2.2 Modificação da multa pelo julgador

O Código de Processo Civil brasileiro prevê a possibilidade de modificação da multa, logo porque, como afirma Amaral (2010, p. 162), não pune o atraso, mas sim estimula o cumprimento. Nesse sentido, o artigo 461, § 6º, dispõe que “O juiz poderá, de ofício, modificar o valor ou a periodicidade da multa, caso verifique que se tornou insuficiente ou excessiva”.

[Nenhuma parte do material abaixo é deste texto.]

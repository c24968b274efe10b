use num_derive::FromPrimitive;
use num_traits::FromPrimitive;
use std::str::FromStr;
use std::collections::HashMap;
use super::super::Error;

pub const VOL_KEY_BLOCK: u16 = 2;
/// first block of the bitmap as placed by `format`
pub const BITMAP_BLOCK: u16 = 6;
pub const ENTRY_LEN: u8 = 0x27;
pub const ENTRIES_PER_BLOCK: u8 = 13;
pub const MAX_DIRECTORY_REPS: usize = 1000;
/// eof is a 3 byte field
pub const MAX_EOF: usize = 0xffffff;
pub const STD_ACCESS: u8 = 1+2+32+64+128;

/// Map file type codes to strings for display
pub const TYPE_MAP_DISP: [(u8,&str);20] = [
    (0x00, "???"),
    (0x01, "BAD"),
    (0x02, "PCD"),
    (0x03, "PTX"),
    (0x04, "TXT"),
    (0x05, "PDA"),
    (0x06, "BIN"),
    (0x08, "FOT"),
    (0x0f, "DIR"),
    (0x19, "ADB"),
    (0x1a, "AWP"),
    (0x1b, "ASP"),
    (0xef, "PAS"),
    (0xf0, "CMD"),
    (0xfa, "INT"),
    (0xfb, "IVR"),
    (0xfc, "BAS"),
    (0xfd, "VAR"),
    (0xfe, "REL"),
    (0xff, "SYS")
];

/// Mnemonic of a file type, or `$` and the hex code if there is none
pub fn type_name(code: u8) -> String {
    let typ_map: HashMap<u8,&str> = HashMap::from(TYPE_MAP_DISP);
    match typ_map.get(&code) {
        Some(s) => s.to_string(),
        None => "$".to_string() + &hex::encode_upper(vec![code])
    }
}

/// Enumerates a subset of ProDOS file types, available conversions are:
/// * Type to u8: `as u8`
/// * u8 to Type: `FromPrimitive::from_u8`
/// * &str to Type: `Type::from_str`, str can be a number or mnemonic
#[derive(FromPrimitive,Clone,Copy,PartialEq,Eq,Debug)]
pub enum FileType {
    None = 0x00,
    Text = 0x04,
    Binary = 0x06,
    Directory = 0x0f,
    IntegerCode = 0xfa,
    IntegerVars = 0xfb,
    ApplesoftCode = 0xfc,
    ApplesoftVars = 0xfd,
    RelocatableCode = 0xfe,
    System = 0xff
}

impl FromStr for FileType {
    type Err = Error;
    fn from_str(s: &str) -> Result<Self,Self::Err> {
        if let Ok(num) = u8::from_str(s) {
            return match FromPrimitive::from_u8(num) {
                Some(typ) => Ok(typ),
                _ => Err(Error::FileTypeMismatch)
            };
        }
        match s {
            "bin" => Ok(Self::Binary),
            "txt" => Ok(Self::Text),
            "atok" => Ok(Self::ApplesoftCode),
            "itok" => Ok(Self::IntegerCode),
            "avar" => Ok(Self::ApplesoftVars),
            "ivar" => Ok(Self::IntegerVars),
            "rel" => Ok(Self::RelocatableCode),
            "sys" => Ok(Self::System),
            _ => Err(Error::FileTypeMismatch)
        }
    }
}

/// The high nibble of the first byte of every entry or header
#[derive(Clone,Copy,FromPrimitive,PartialEq,Eq,Debug)]
pub enum StorageType {
    Inactive = 0x00,
    Seedling = 0x01,
    Sapling = 0x02,
    Tree = 0x03,
    Pascal = 0x04,
    SubDirEntry = 0x0d,
    SubDirHeader = 0x0e,
    VolDirHeader = 0x0f
}

#[derive(Clone,Copy,FromPrimitive)]
pub enum Access {
    Read = 0x01,
    Write = 0x02,
    Backup = 0x20,
    Rename = 0x40,
    Destroy = 0x80
}

#[test]
fn type_names() {
    assert_eq!(type_name(0x06),"BIN");
    assert_eq!(type_name(0x42),"$42");
    assert_eq!(FileType::from_str("sys").unwrap(),FileType::System);
    assert_eq!(FileType::from_str("15").unwrap(),FileType::Directory);
}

Evidentemente que este fator apresenta relevante importância, porquanto estabelece parâmetros flexíveis na atividade do juiz fixar a multa, exigindo, em contrapartida, criteriosa análise do caso concreto para evitar enriquecimento ilícito.

Assim, é de fundamental importância, que após a ponderação dos princípios, sobretudo da razoabilidade e proporcionalidade, na aplicação das astreintes, não se promova o enriquecimento ilícito de uma das partes, assim como seja possível a modificação do quantum fixado, com a sua majoração ou redução, e ainda que seja revogada acaso tenha se tornado impossível o cumprimento da obrigação.

2.2.1 Vedação do enriquecimento Ilícito

Nos termos do que fora apresentado, a multa deve atender a critérios de suficiência e compatibilidade, atendendo as especificidades do caso concreto, para que a astreinte atinja sua finalidade, segundo melhor entendimento do juiz, que pode, evidentemente, ser revisado pelo próprio juiz ou Tribunal superior, se porventura não for fixada em consonância com tais requisitos, sendo passível de alteração ou modificação caso a situação fática assim exija.